## Exercise
Go through the entries and copy every line that has the string "words" in it.
===== Exercise inputs =====
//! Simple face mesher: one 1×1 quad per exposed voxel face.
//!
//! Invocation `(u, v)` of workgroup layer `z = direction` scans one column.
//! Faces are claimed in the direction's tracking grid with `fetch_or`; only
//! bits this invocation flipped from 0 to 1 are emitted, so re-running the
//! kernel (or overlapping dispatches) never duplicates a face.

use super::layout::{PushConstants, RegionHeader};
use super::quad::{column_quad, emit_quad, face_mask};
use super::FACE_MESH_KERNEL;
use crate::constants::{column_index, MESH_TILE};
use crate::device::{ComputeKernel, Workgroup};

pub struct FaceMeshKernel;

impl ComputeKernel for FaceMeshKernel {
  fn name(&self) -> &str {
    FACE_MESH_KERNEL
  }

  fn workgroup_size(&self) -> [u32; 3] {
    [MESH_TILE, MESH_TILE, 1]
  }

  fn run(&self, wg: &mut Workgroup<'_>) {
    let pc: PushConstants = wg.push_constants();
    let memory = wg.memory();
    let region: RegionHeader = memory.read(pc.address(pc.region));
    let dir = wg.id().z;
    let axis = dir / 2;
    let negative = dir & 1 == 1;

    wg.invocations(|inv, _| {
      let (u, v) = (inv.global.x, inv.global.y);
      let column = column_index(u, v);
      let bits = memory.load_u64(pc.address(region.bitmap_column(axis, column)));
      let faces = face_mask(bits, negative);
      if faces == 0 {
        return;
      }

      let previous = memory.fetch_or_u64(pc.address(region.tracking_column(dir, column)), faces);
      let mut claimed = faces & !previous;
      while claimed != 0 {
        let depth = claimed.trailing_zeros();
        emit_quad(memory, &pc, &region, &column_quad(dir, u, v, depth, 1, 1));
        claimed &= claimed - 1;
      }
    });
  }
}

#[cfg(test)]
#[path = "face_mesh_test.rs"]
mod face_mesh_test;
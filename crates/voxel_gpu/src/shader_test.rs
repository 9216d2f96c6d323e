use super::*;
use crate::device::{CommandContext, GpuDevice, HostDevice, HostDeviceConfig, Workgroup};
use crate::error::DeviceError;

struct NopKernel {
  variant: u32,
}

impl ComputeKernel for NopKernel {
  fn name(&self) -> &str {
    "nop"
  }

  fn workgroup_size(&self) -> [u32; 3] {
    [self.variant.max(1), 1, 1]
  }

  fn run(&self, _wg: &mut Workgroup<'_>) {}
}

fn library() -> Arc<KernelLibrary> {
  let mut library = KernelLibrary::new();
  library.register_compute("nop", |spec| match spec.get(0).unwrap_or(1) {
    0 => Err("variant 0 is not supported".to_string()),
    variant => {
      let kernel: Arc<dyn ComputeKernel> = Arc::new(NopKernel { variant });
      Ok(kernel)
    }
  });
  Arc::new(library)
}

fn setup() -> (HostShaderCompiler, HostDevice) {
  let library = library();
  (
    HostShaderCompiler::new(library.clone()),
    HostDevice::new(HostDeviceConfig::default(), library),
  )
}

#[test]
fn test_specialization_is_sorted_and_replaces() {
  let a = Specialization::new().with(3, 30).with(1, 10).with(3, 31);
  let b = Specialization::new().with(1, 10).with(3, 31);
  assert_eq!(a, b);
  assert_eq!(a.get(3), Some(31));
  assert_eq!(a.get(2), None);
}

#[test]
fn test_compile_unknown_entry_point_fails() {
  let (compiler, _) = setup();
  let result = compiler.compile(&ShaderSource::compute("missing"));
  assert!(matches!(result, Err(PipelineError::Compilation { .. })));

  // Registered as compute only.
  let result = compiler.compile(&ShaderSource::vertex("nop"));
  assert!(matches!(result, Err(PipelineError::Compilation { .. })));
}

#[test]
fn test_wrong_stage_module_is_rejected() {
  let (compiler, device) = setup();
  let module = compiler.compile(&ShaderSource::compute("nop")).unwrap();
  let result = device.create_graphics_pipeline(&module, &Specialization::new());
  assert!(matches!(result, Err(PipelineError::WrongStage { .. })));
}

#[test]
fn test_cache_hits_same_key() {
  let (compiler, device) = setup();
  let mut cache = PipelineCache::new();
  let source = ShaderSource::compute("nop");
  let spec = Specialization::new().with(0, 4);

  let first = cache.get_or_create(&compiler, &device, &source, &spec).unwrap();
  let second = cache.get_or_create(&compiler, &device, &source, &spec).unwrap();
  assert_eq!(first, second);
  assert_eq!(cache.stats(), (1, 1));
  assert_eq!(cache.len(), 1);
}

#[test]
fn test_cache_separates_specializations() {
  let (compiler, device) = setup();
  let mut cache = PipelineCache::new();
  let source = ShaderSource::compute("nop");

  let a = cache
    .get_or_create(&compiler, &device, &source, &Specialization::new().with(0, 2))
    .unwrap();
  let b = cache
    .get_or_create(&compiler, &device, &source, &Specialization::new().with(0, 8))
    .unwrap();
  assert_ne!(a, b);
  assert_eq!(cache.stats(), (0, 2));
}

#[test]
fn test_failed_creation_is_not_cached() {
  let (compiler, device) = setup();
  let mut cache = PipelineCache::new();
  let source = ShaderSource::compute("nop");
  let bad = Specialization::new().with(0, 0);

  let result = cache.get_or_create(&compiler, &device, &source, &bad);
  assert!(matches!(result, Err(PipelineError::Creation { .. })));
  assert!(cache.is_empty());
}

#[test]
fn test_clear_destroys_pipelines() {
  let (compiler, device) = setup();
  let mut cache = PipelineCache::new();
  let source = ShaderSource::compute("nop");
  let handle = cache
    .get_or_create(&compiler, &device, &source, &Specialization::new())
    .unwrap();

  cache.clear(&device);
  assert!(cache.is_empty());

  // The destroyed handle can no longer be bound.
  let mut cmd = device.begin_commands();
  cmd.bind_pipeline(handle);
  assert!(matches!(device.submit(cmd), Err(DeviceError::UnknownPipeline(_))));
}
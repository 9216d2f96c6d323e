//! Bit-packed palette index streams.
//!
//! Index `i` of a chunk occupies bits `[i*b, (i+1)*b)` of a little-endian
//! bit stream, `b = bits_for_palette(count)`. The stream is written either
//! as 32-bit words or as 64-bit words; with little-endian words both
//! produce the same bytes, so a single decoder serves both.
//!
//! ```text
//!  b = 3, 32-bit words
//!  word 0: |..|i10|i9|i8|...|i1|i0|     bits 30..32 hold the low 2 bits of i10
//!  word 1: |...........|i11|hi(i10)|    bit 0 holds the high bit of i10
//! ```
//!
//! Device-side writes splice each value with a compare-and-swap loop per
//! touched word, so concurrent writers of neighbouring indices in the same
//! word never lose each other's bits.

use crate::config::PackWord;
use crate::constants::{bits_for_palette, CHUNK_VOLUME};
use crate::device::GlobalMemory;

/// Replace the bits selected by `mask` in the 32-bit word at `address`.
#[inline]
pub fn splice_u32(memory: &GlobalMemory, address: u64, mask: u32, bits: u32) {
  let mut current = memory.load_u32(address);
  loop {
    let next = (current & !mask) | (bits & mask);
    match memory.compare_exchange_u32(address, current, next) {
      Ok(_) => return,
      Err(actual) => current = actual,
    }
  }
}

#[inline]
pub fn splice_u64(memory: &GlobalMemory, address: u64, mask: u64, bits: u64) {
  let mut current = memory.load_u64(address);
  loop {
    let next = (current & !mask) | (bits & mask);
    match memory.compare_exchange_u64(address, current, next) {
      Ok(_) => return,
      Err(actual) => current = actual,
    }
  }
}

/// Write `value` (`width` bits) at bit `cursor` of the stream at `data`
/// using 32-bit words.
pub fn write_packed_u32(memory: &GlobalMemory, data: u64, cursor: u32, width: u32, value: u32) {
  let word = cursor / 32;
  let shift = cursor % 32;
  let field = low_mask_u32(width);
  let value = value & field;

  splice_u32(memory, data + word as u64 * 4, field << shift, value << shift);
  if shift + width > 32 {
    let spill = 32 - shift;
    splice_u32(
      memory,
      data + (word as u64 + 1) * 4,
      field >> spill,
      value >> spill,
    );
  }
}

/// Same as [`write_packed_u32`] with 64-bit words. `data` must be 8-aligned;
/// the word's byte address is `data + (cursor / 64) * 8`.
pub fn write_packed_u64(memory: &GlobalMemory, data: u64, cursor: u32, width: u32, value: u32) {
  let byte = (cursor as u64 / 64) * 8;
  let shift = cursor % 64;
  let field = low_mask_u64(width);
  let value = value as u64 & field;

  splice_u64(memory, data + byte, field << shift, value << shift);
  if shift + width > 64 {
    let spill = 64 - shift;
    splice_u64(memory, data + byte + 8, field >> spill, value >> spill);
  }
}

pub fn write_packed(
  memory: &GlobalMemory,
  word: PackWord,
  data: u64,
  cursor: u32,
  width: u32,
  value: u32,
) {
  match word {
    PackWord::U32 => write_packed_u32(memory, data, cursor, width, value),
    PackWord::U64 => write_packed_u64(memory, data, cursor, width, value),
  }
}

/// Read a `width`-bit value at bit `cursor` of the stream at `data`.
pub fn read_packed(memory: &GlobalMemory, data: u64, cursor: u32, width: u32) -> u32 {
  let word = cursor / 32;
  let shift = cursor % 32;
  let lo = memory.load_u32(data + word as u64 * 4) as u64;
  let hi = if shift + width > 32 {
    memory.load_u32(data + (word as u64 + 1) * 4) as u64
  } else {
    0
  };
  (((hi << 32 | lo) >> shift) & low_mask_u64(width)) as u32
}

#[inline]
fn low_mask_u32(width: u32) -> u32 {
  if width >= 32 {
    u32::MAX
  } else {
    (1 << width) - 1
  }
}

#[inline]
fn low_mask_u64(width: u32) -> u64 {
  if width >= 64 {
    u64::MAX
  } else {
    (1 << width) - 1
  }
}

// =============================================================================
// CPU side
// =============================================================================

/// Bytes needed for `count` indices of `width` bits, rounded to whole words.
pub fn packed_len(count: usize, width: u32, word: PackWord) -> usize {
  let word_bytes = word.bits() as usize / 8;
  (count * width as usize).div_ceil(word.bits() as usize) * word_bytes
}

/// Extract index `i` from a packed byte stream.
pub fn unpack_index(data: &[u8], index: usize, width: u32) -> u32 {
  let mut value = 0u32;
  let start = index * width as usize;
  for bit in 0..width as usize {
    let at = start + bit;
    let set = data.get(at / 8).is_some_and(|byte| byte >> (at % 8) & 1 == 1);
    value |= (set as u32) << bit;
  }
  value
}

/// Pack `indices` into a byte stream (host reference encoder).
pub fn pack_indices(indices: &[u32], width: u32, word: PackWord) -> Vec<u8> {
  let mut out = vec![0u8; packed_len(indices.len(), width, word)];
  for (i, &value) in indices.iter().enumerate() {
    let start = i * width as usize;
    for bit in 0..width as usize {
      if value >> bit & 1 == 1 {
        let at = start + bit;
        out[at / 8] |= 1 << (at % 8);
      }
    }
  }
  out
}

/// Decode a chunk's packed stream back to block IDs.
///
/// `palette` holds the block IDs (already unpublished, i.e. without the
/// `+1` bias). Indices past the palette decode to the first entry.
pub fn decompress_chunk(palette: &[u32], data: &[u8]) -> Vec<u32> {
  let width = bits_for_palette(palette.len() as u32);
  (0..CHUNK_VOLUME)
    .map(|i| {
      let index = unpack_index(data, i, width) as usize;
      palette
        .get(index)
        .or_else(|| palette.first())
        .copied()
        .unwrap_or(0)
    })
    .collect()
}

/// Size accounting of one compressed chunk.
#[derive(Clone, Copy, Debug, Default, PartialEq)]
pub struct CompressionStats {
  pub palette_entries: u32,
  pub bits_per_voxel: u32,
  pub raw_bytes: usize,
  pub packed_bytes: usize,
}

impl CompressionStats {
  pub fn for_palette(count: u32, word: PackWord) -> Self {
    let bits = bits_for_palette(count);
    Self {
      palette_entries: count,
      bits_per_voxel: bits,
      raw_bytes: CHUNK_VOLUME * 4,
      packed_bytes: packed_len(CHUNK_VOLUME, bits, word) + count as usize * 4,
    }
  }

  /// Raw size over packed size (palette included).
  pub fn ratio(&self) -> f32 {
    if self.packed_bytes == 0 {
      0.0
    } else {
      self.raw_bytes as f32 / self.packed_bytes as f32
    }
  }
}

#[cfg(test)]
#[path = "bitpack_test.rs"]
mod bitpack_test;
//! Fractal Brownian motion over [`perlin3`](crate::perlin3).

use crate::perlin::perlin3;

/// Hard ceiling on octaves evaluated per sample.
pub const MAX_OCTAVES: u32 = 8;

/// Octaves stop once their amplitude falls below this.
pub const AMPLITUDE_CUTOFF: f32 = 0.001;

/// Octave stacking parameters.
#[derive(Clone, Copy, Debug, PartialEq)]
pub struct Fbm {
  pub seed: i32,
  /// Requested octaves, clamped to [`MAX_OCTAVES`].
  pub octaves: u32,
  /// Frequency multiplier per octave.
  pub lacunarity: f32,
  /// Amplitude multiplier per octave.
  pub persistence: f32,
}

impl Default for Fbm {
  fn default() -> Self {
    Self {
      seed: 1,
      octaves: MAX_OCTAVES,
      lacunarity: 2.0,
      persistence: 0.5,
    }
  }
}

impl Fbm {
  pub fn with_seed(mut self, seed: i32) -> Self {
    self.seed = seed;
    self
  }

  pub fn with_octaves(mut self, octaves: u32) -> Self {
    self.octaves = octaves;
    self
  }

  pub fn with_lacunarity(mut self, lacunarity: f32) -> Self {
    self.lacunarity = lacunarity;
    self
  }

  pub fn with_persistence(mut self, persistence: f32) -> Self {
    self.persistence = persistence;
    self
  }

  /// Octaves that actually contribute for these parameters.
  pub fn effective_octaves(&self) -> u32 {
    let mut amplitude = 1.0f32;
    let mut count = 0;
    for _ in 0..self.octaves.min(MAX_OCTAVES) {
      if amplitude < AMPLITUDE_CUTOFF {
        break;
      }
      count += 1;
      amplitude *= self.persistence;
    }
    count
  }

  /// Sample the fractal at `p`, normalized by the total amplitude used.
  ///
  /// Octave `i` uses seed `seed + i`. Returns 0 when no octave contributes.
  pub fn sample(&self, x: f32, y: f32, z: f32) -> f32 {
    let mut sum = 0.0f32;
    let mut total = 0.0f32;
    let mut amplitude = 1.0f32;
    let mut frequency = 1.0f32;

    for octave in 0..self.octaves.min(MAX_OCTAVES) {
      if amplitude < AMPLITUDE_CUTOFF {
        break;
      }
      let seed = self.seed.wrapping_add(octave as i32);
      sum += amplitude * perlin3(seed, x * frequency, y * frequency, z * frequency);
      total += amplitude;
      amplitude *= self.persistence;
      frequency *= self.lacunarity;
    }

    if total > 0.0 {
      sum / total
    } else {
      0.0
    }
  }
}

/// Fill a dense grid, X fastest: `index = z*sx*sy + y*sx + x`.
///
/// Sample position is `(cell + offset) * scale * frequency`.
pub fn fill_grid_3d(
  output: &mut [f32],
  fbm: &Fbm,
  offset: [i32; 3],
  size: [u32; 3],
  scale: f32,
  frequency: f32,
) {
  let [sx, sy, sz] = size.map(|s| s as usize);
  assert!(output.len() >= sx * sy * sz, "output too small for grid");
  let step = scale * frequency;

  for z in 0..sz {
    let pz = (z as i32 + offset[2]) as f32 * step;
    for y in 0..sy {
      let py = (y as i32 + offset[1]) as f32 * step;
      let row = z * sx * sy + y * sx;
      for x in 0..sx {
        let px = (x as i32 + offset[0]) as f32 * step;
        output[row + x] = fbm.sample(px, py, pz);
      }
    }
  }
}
=====
## Written response
//! as 32-bit words or as 64-bit words; with little-endian words both
//!  b = 3, 32-bit words
/// using 32-bit words.
/// Same as [`write_packed_u32`] with 64-bit words. `data` must be 8-aligned;
/// Bytes needed for `count` indices of `width` bits, rounded to whole words.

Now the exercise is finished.